Fioretti Francesco, Testani Jeffrey M, Tio Maria Clarissa, Pitt Bertram, Butler Javed
Baylor Scott and White Research Institute, Dallas, Texas, USA; Cardiology Unit, ASST Spedali Civili Hospital and University of Brescia, Brescia, Italy.
Department of Internal Medicine, Section of Cardiovascular Medicine, Yale School of Medicine, New Haven, Connecticut, USA.
J Am Coll Cardiol. 2025 Aug 5;86(5):354-373. doi: 10.1016/j.jacc.2025.06.012.
Chronic renin-angiotensin-aldosterone system activation and excess aldosterone exert detrimental effects on the heart and the kidneys via contributing to inflammation, fibrosis, and dysfunction in the myocardium, vasculature, and the kidneys. These effects are purported to be through genomic mineralocorticoid receptor (MR)-mediated, nongenomic MR-dependent, and nongenomic non-MR dependent actions. Steroidal and nonsteroidal mineralocorticoid receptor antagonists (MRA) counteract the effects of aldosterone in heart failure (HF) and in chronic kidney disease (CKD), blocking, at least partially, both genomic and nongenomic MR-mediated effects. Because both hyperkalemia and excess aldosterone are associated with progression of CKD and HF, and MRA therapy is associated with elevations in aldosterone levels, patients on MRA therapy may remain at a high residual risk for poor outcomes even on MRA therapy. Although observational studies and trials suggest compensatory neurohormonal activation in patients treated with renin-angiotensin-aldosterone system inhibitors, its potential association with worse outcomes and clinical significance is complex and context-dependent. Further studies are needed to better clarify the clinical implications of these biological effects in patients with cardio-kidney diseases.

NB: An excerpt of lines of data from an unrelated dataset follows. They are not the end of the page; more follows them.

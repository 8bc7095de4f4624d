//! Inline markup formatting and chunking engine.
//!
//! Outbound bot replies are written in a tiny, channel-neutral markup
//! language: `*bold*`, `_italics_` and `^superscript^`. Rendering a reply for
//! a channel happens in three steps:
//!
//! 1. [`escape`] neutralises characters that collide with the channel syntax.
//! 2. [`format`] scans for markup spans with [`next_span`] and hands each
//!    span's inner text to a [`MarkupRenderer`].
//! 3. [`split`] cuts the rendered text into ordered, size-bounded chunks on a
//!    boundary token so every chunk can be sent as its own message.
//!
//! Every function here is pure and synchronous.

pub mod chunk;
pub mod escape;
pub mod format;
pub mod renderer;
pub mod scanner;

pub use {
    chunk::{DEFAULT_MAX_CHUNK_LEN, split},
    escape::{ESCAPED_CHARS, escape, needs_escape},
    format::{format, format_with},
    renderer::{FnRenderer, IdentityRenderer, MarkupRenderer},
    scanner::{DELIMITERS, FormatSpan, FormatType, Spans, next_span, spans},
};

Partial agonists of the MR and directly attenuating aldosterone production using selective aldosterone synthase inhibitors is an emerging approach for patients with HF, CKD, and uncontrolled and resistant arterial hypertension that requires prospective trials. This review sought to describe the role of aldosterone in HF and CKD and the role of steroidal and nonsteroidal MRA, partial agonists of the MR, and aldosterone synthase inhibitors in cardio-kidney diseases.